EXERCISE -
All of the records must come back exactly as they were given.

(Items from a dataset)
┌──
//! The `fmap generate` command: collect sources, run the pipeline, write
//! the feature-map JSON artifact.

use std::fs;
use std::path::{Path, PathBuf};

use anyhow::Context;
use ignore::overrides::OverrideBuilder;
use ignore::WalkBuilder;
use tracing::{info, warn};

use fmap_core::{generate_feature_map, AnalyzerOptions};

use crate::cli::GenerateArgs;
use crate::config::FmapConfig;

/// Execute the generate command.
pub fn generate_execute(args: GenerateArgs) -> anyhow::Result<()> {
    let root = args.root;
    let config = FmapConfig::load(&root, args.config.as_deref())?;

    let files = collect_files(&root, &config.include, &config.exclude)?;
    info!(files = files.len(), root = %root.display(), "collected source files");

    let tsconfig = args
        .tsconfig
        .or_else(|| config.tsconfig.as_ref().map(|path| root.join(path)))
        .or_else(|| {
            let default = root.join("tsconfig.json");
            default.exists().then_some(default)
        });
    let options = AnalyzerOptions {
        tsconfig,
        patterns: config.patterns,
    };

    let map = generate_feature_map(&root, &files, options)?;

    let json = serde_json::to_string_pretty(&map).context("failed to serialize feature map")?;
    if let Some(parent) = args.out.parent() {
        if !parent.as_os_str().is_empty() {
            fs::create_dir_all(parent)
                .with_context(|| format!("failed to create '{}'", parent.display()))?;
        }
    }
    fs::write(&args.out, json)
        .with_context(|| format!("failed to write '{}'", args.out.display()))?;

    info!(
        features = map.features.len(),
        apps = map.apps.len(),
        out = %args.out.display(),
        "feature map written"
    );
    Ok(())
}

/// Collect TypeScript/TSX files under `root`, honoring include/exclude
/// globs. Results are project-relative and sorted for deterministic
/// downstream processing.
fn collect_files(root: &Path, include: &[String], exclude: &[String]) -> anyhow::Result<Vec<PathBuf>> {
    let mut overrides = OverrideBuilder::new(root);
    for glob in include {
        overrides
            .add(glob)
            .with_context(|| format!("invalid include glob '{glob}'"))?;
    }
    for glob in exclude {
        overrides
            .add(&format!("!{glob}"))
            .with_context(|| format!("invalid exclude glob '{glob}'"))?;
    }
    let overrides = overrides.build().context("failed to compile glob overrides")?;

    let mut files = Vec::new();
    for entry in WalkBuilder::new(root).overrides(overrides).build() {
        let entry = match entry {
            Ok(entry) => entry,
            Err(error) => {
                warn!(%error, "skipping unreadable directory entry");
                continue;
            }
        };
        if !entry.file_type().is_some_and(|file_type| file_type.is_file()) {
            continue;
        }
        let path = entry.into_path();
        let is_source = matches!(
            path.extension().and_then(|ext| ext.to_str()),
            Some("ts" | "tsx")
        );
        if is_source {
            let rel = path.strip_prefix(root).unwrap_or(&path).to_path_buf();
            files.push(rel);
        }
    }
    files.sort();
    Ok(files)
}

#[cfg(test)]
mod tests {
    use super::*;

    fn touch(root: &Path, rel: &str) {
        let path = root.join(rel);
        fs::create_dir_all(path.parent().expect("parent")).expect("mkdir");
        fs::write(path, "export {};\n").expect("write");
    }

    #[test]
    fn collects_only_matching_sources_in_sorted_order() {
        let dir = tempfile::tempdir().expect("tempdir");
        touch(dir.path(), "apps/web/b.tsx");
        touch(dir.path(), "apps/web/a.ts");
        touch(dir.path(), "apps/web/readme.md");
        touch(dir.path(), "node_modules/pkg/index.ts");

        let config = FmapConfig::default();
        let files = collect_files(dir.path(), &config.include, &config.exclude).expect("collect");
        assert_eq!(
            files,
            vec![PathBuf::from("apps/web/a.ts"), PathBuf::from("apps/web/b.tsx")]
        );
    }

    #[test]
    fn exclude_globs_win_over_include() {
        let dir = tempfile::tempdir().expect("tempdir");
        touch(dir.path(), "apps/web/page.tsx");
        touch(dir.path(), "apps/web/page.test.tsx");
        touch(dir.path(), "apps/web/types.d.ts");

        let config = FmapConfig::default();
        let files = collect_files(dir.path(), &config.include, &config.exclude).expect("collect");
        assert_eq!(files, vec![PathBuf::from("apps/web/page.tsx")]);
    }
}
└──
SOLUTION -
//! The `fmap generate` command: collect sources, run the pipeline, write
//! the feature-map JSON artifact.

use std::fs;
use std::path::{Path, PathBuf};

use anyhow::Context;
use ignore::overrides::OverrideBuilder;
use ignore::WalkBuilder;
use tracing::{info, warn};

use fmap_core::{generate_feature_map, AnalyzerOptions};

use crate::cli::GenerateArgs;
use crate::config::FmapConfig;

/// Execute the generate command.
pub fn generate_execute(args: GenerateArgs) -> anyhow::Result<()> {
    let root = args.root;
    let config = FmapConfig::load(&root, args.config.as_deref())?;

    let files = collect_files(&root, &config.include, &config.exclude)?;
    info!(files = files.len(), root = %root.display(), "collected source files");

    let tsconfig = args
        .tsconfig
        .or_else(|| config.tsconfig.as_ref().map(|path| root.join(path)))
        .or_else(|| {
            let default = root.join("tsconfig.json");
            default.exists().then_some(default)
        });
    let options = AnalyzerOptions {
        tsconfig,
        patterns: config.patterns,
    };

    let map = generate_feature_map(&root, &files, options)?;

    let json = serde_json::to_string_pretty(&map).context("failed to serialize feature map")?;
    if let Some(parent) = args.out.parent() {
        if !parent.as_os_str().is_empty() {
            fs::create_dir_all(parent)
                .with_context(|| format!("failed to create '{}'", parent.display()))?;
        }
    }
    fs::write(&args.out, json)
        .with_context(|| format!("failed to write '{}'", args.out.display()))?;

    info!(
        features = map.features.len(),
        apps = map.apps.len(),
        out = %args.out.display(),
        "feature map written"
    );
    Ok(())
}

/// Collect TypeScript/TSX files under `root`, honoring include/exclude
/// globs. Results are project-relative and sorted for deterministic
/// downstream processing.
fn collect_files(root: &Path, include: &[String], exclude: &[String]) -> anyhow::Result<Vec<PathBuf>> {
    let mut overrides = OverrideBuilder::new(root);
    for glob in include {
        overrides
            .add(glob)
            .with_context(|| format!("invalid include glob '{glob}'"))?;
    }
    for glob in exclude {
        overrides
            .add(&format!("!{glob}"))
            .with_context(|| format!("invalid exclude glob '{glob}'"))?;
    }
    let overrides = overrides.build().context("failed to compile glob overrides")?;

    let mut files = Vec::new();
    for entry in WalkBuilder::new(root).overrides(overrides).build() {
        let entry = match entry {
            Ok(entry) => entry,
            Err(error) => {
                warn!(%error, "skipping unreadable directory entry");
                continue;
            }
        };
        if !entry.file_type().is_some_and(|file_type| file_type.is_file()) {
            continue;
        }
        let path = entry.into_path();
        let is_source = matches!(
            path.extension().and_then(|ext| ext.to_str()),
            Some("ts" | "tsx")
        );
        if is_source {
            let rel = path.strip_prefix(root).unwrap_or(&path).to_path_buf();
            files.push(rel);
        }
    }
    files.sort();
    Ok(files)
}

#[cfg(test)]
mod tests {
    use super::*;

    fn touch(root: &Path, rel: &str) {
        let path = root.join(rel);
        fs::create_dir_all(path.parent().expect("parent")).expect("mkdir");
        fs::write(path, "export {};\n").expect("write");
    }

    #[test]
    fn collects_only_matching_sources_in_sorted_order() {
        let dir = tempfile::tempdir().expect("tempdir");
        touch(dir.path(), "apps/web/b.tsx");
        touch(dir.path(), "apps/web/a.ts");
        touch(dir.path(), "apps/web/readme.md");
        touch(dir.path(), "node_modules/pkg/index.ts");

        let config = FmapConfig::default();
        let files = collect_files(dir.path(), &config.include, &config.exclude).expect("collect");
        assert_eq!(
            files,
            vec![PathBuf::from("apps/web/a.ts"), PathBuf::from("apps/web/b.tsx")]
        );
    }

    #[test]
    fn exclude_globs_win_over_include() {
        let dir = tempfile::tempdir().expect("tempdir");
        touch(dir.path(), "apps/web/page.tsx");
        touch(dir.path(), "apps/web/page.test.tsx");
        touch(dir.path(), "apps/web/types.d.ts");

        let config = FmapConfig::default();
        let files = collect_files(dir.path(), &config.include, &config.exclude).expect("collect");
        assert_eq!(files, vec![PathBuf::from("apps/web/page.tsx")]);
    }
}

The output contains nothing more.